Maria ist liebende Mutter, eine gute Ehefrau und eine äußerst erfolgreiche Geschäftsfrau – glaubt zumindest sie. Denn Maria lebt in einer Scheinwelt, einem Konstrukt aus falschen Versprechungen, Betrug und Lügen. Nach einem Autounfall, in dessen Folge ihr die Mediziner sagten, dass sie nie wieder laufen könne, kämpfte sie sich "zurück ins Licht", zurück ins Leben. Ihre Ärztin spricht von "unfassbarerem Willen und Fokussierung".

Die Abgründe der Leistungsgesellschaft

Damit ist man bei Marias Kern, der Kraft, die sie vollkommen ausfüllt. Der pure Wille etwas zu tun, jemand zu sein, im besten Falle wichtig. Maria lebt in einer Welt aus Halbwahrheiten und Wunschträumen, angetrieben durch eine auf Leistungsdruck basierte Gesellschaft, in der ein Mensch oft über sein Bankkonto, seinen Status und die Wichtigkeit seines Jobs definiert wird.

Auf den ersten Blick lehnt man Maria als Vorlage der Leidensgenossin vehement ab. Selbst wenn sie betörend, intelligent, willensstark und verführerisch anmutet, kann und will man sich mit dieser Frau nicht identifizieren. Doch ist das aufrichtig?

Sind wir nicht alle ein bisschen Maria?

Natürlich begeht nicht jeder von uns gleich ein brutales Verbrechen, damit kleine oder große Lügen nicht ans Licht kommen. Aber spielen wir nicht alle eine gewisse Rolle? Die Rolle des liebenden Partners, der sich vielleicht mit jemand anderem auf eine weit entfernte Insel wünscht, die Rolle des kumpelhaften Arbeitskollegen, der in Wirklichkeit heimlich hinterm Rücken vom Leder zieht, die Rolle des gutgelaunten Mitbürgers, in dem es im Grunde vor Wut brodelt.

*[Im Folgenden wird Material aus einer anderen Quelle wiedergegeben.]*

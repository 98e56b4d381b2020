// THEORY:
// The `actions` module decides what happens once a change is confirmed. It is
// purely descriptive: the engine never plays a sound or buzzes a device itself.
//
// Key architectural principles:
// 1.  **Config in, payload out**: `ActionConfig` mirrors the operator's toggles.
//     `AlertPayload::compose` turns it, plus the verdict and the recorded event,
//     into one message for the alert collaborator.
// 2.  **Cues only for enabled actions**: A disabled action has no cue at all in
//     the payload. A payload with nothing enabled is not delivered, though the
//     detection is still recorded.

use serde::{Deserialize, Serialize};

use crate::core_modules::ledger::DetectionEvent;
use crate::core_modules::percent::Percent;
use crate::core_modules::policy::Verdict;

/// Alert title used for every change alert.
pub const ALERT_TITLE: &str = "Scene Change Detected!";
/// Lead sentence of every alert body.
pub const ALERT_BODY: &str = "Significant changes detected in monitored area";

#[derive(Debug, Clone, Copy, PartialEq, Serialize, Deserialize)]
pub struct SoundAction {
    pub enabled: bool,
    pub volume: Percent,
}

#[derive(Debug, Clone, Copy, PartialEq, Serialize, Deserialize)]
pub struct VibrateAction {
    pub enabled: bool,
    pub intensity: Percent,
}

#[derive(Debug, Clone, Copy, PartialEq, Serialize, Deserialize)]
pub struct PushAction {
    pub enabled: bool,
}

#[derive(Debug, Clone, Copy, PartialEq, Serialize, Deserialize)]
pub struct ScreenshotAction {
    pub enabled: bool,
    pub quality: Percent,
}

/// Actions to take after a detection.
#[derive(Debug, Clone, PartialEq, Serialize, Deserialize)]
#[serde(default, rename_all = "camelCase")]
pub struct ActionConfig {
    pub play_sound: SoundAction,
    pub vibrate: VibrateAction,
    pub push_alert: PushAction,
    pub screenshot: ScreenshotAction,
}

impl Default for ActionConfig {
    fn default() -> Self {
        Self {
            play_sound: SoundAction {
                enabled: true,
                volume: Percent::new(70.0),
            },
            vibrate: VibrateAction {
                enabled: true,
                intensity: Percent::new(50.0),
            },
            push_alert: PushAction { enabled: true },
            screenshot: ScreenshotAction {
                enabled: true,
                quality: Percent::new(80.0),
            },
        }
    }
}

#[derive(Debug, Clone, Copy, PartialEq, Serialize, Deserialize)]
pub struct SoundCue {
    pub volume: Percent,
}

#[derive(Debug, Clone, Copy, PartialEq, Serialize, Deserialize)]
pub struct VibrationCue {
    pub intensity: Percent,
}

#[derive(Debug, Clone, Copy, PartialEq, Serialize, Deserialize)]
pub struct ScreenshotCue {
    pub quality: Percent,
}

/// What the alert collaborator is asked to deliver.
#[derive(Debug, Clone, PartialEq, Serialize, Deserialize)]
pub struct AlertPayload {
    pub title: String,
    pub body: String,
    /// Whether a push notification should be shown.
    pub push: bool,
    pub sound: Option<SoundCue>,
    pub vibrate: Option<VibrationCue>,
    pub screenshot: Option<ScreenshotCue>,
}

impl AlertPayload {
    /// Builds the payload for a confirmed detection. Cues are present only for
    /// enabled actions.
    pub fn compose(actions: &ActionConfig, verdict: &Verdict, event: &DetectionEvent) -> Self {
        let fired: Vec<&str> = verdict.fired().iter().map(|f| f.criterion.label()).collect();
        let mut body = ALERT_BODY.to_string();
        if !fired.is_empty() {
            body.push_str(&format!(" ({})", fired.join(", ")));
        }
        if let Some(region) = &event.region {
            body.push_str(&format!(" in {}", region));
        }

        Self {
            title: ALERT_TITLE.to_string(),
            body,
            push: actions.push_alert.enabled,
            sound: actions.play_sound.enabled.then_some(SoundCue {
                volume: actions.play_sound.volume,
            }),
            vibrate: actions.vibrate.enabled.then_some(VibrationCue {
                intensity: actions.vibrate.intensity,
            }),
            screenshot: actions.screenshot.enabled.then_some(ScreenshotCue {
                quality: actions.screenshot.quality,
            }),
        }
    }

    /// Whether there is anything for the alert collaborator to do.
    pub fn is_deliverable(&self) -> bool {
        self.push || self.sound.is_some() || self.vibrate.is_some() || self.screenshot.is_some()
    }
}
// THEORY:
// The `DetectionPolicy` turns raw change metrics into a verdict. It is the only
// place where user-facing knobs (enable flags, thresholds) meet measured numbers.
//
// Key architectural principles:
// 1.  **Uniform criteria**: The three criteria form a closed set (`Criterion`), and
//     each is judged by the same contract: an enabled criterion fires when its
//     metric is strictly greater than its configured parameter. Adding a criterion
//     means adding a variant, not a branch in the combination logic.
// 2.  **Disabled means silent**: A disabled criterion never fires, whatever its
//     metric. How the flag got set is not the policy's concern.
// 3.  **OR combination, full record**: The verdict is positive when any criterion
//     fires, and every criterion that fired is recorded with its metric. Ties are
//     kept, never collapsed to a single winner.

use serde::{Deserialize, Serialize};

use crate::core_modules::comparator::ChangeMetrics;
use crate::core_modules::percent::Percent;

/// One of the independent change-detection criteria.
#[derive(Debug, Clone, Copy, PartialEq, Eq, Hash, Serialize, Deserialize)]
#[serde(rename_all = "lowercase")]
pub enum Criterion {
    /// Fine-grained per-pixel difference ratio.
    Pixel,
    /// Block-averaged color change ratio.
    Color,
    /// Text content change confidence, from an external probe.
    Text,
}

impl Criterion {
    /// All criteria, in precedence order.
    pub const ALL: [Criterion; 3] = [Criterion::Pixel, Criterion::Color, Criterion::Text];

    /// The short machine name used in exports.
    pub fn as_str(&self) -> &'static str {
        match self {
            Criterion::Pixel => "pixel",
            Criterion::Color => "color",
            Criterion::Text => "text",
        }
    }

    /// Human readable label.
    pub fn label(&self) -> &'static str {
        match self {
            Criterion::Pixel => "Pixel change",
            Criterion::Color => "Color block change",
            Criterion::Text => "Text change",
        }
    }

    /// Describes a metric value of this criterion in words.
    pub fn describe(&self, metric: f64) -> String {
        match self {
            Criterion::Pixel | Criterion::Color => {
                format!("{} detected: {:.1}% changed", self.label(), metric)
            }
            Criterion::Text => format!("{} detected: {:.1}% confidence", self.label(), metric),
        }
    }
}

impl std::fmt::Display for Criterion {
    fn fmt(&self, f: &mut std::fmt::Formatter<'_>) -> std::fmt::Result {
        f.write_str(self.as_str())
    }
}

/// Enable flag and parameter of one criterion.
#[derive(Debug, Clone, Copy, PartialEq, Serialize, Deserialize)]
pub struct CriterionConfig {
    pub enabled: bool,
    /// Threshold (pixel, color) or minimum confidence (text).
    pub parameter: Percent,
}

impl CriterionConfig {
    pub fn new(enabled: bool, parameter: f64) -> Self {
        Self {
            enabled,
            parameter: Percent::new(parameter),
        }
    }

    pub fn disabled() -> Self {
        Self::new(false, 0.0)
    }

    pub fn set_parameter(&mut self, parameter: f64) {
        self.parameter = Percent::new(parameter);
    }

    /// Whether a metric trips this criterion. The comparison is strict.
    pub fn fires(&self, metric: f64) -> bool {
        self.enabled && metric > self.parameter.value()
    }
}

/// Configuration of all criteria.
#[derive(Debug, Clone, PartialEq, Serialize, Deserialize)]
#[serde(default, rename_all = "camelCase")]
pub struct DetectionSettings {
    /// How different a pixel must be to count as changed: the per-pixel cutoff is
    /// `765 * sensitivity / 100`. Shared by the pixel and color-block criteria.
    pub pixel_sensitivity: Percent,
    pub pixel: CriterionConfig,
    pub color_block: CriterionConfig,
    pub text: CriterionConfig,
}

impl Default for DetectionSettings {
    fn default() -> Self {
        Self {
            pixel_sensitivity: Percent::new(50.0),
            pixel: CriterionConfig::new(true, 25.0),
            color_block: CriterionConfig::new(true, 30.0),
            text: CriterionConfig::new(false, 80.0),
        }
    }
}

impl DetectionSettings {
    pub fn config(&self, criterion: Criterion) -> &CriterionConfig {
        match criterion {
            Criterion::Pixel => &self.pixel,
            Criterion::Color => &self.color_block,
            Criterion::Text => &self.text,
        }
    }

    pub fn config_mut(&mut self, criterion: Criterion) -> &mut CriterionConfig {
        match criterion {
            Criterion::Pixel => &mut self.pixel,
            Criterion::Color => &mut self.color_block,
            Criterion::Text => &mut self.text,
        }
    }

    pub fn set_pixel_sensitivity(&mut self, sensitivity: f64) {
        self.pixel_sensitivity = Percent::new(sensitivity);
    }
}

/// One criterion that fired, with the numbers that made it fire.
#[derive(Debug, Clone, Copy, PartialEq)]
pub struct Firing {
    pub criterion: Criterion,
    pub metric: f64,
    pub parameter: Percent,
}

/// The outcome of evaluating one set of metrics.
#[derive(Debug, Clone, PartialEq, Default)]
pub struct Verdict {
    fired: Vec<Firing>,
}

impl Verdict {
    pub fn is_positive(&self) -> bool {
        !self.fired.is_empty()
    }

    /// Every criterion that fired, in `Criterion::ALL` order.
    pub fn fired(&self) -> &[Firing] {
        &self.fired
    }

    /// The highest-precedence criterion that fired.
    pub fn primary(&self) -> Option<&Firing> {
        self.fired.first()
    }
}

/// Combines metrics and criterion configs into a verdict.
pub struct DetectionPolicy;

impl DetectionPolicy {
    pub fn evaluate(metrics: &ChangeMetrics, settings: &DetectionSettings) -> Verdict {
        let fired = Criterion::ALL
            .iter()
            .filter_map(|&criterion| {
                let config = settings.config(criterion);
                let metric = metrics.metric(criterion);
                config.fires(metric).then_some(Firing {
                    criterion,
                    metric,
                    parameter: config.parameter,
                })
            })
            .collect();
        Verdict { fired }
    }
}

Liegt es vielleicht sogar in der Natur des modernen Menschen, immer etwas darstellen zu müssen: mein Haus, mein Auto, meine Wohnung, meine vielen Facebook-Freunde, Twitter und Instragram-Follower. Ich bin Fashionista, aber auch Model, ich bin Gehirnchirurg und fahre nebenbei Formel-1-Rennen. Selbstredend erfolgreich. Es fühlt sich gut an, wichtig zu sein, Wichtigsein ist nämlich wichtig in unserer Gesellschaft.

Der gnadenlose Narzisst

Maria Voss ist eine Mörderin, daran lässt der neue "Tatort" aus Bremen "Zurück ins Licht" zurecht keinen Zweifel. Emotional aber ist sie eine gebrochene Frau. Und schlussendlich ist alles, was sie wirklich will, Anerkennung und Zuneigung - etwas, das wir alle wollen. Die Rahmenbedingungen unseres sozialen und ökonomischen Miteinanders haben Maria zu einem gnadenlosen Narzissten gemacht. Alles wird ihrem Trieb nach Anerkennung und der Aufrechterhaltung ihrer Scheinwelt untergeordnet. Die Gefühle ihres Kindes und der Menschen, die sie umgeben, sind ihr egal, alles, was für sie zählt, ist die Wahrnehmung, die die Umwelt von ihr hat, auch wenn diese mehr und mehr zu einem Zerrbild verkommt.

Unterm Strich wohnt wohl in vielen von uns eine kleine Maria Voss. Die Frage ist nur: Wie halten wir sie im Zaum und wie gelingt es uns, als Gemeinschaft, nicht jeden Tag tausende neue Marias zu erschaffen?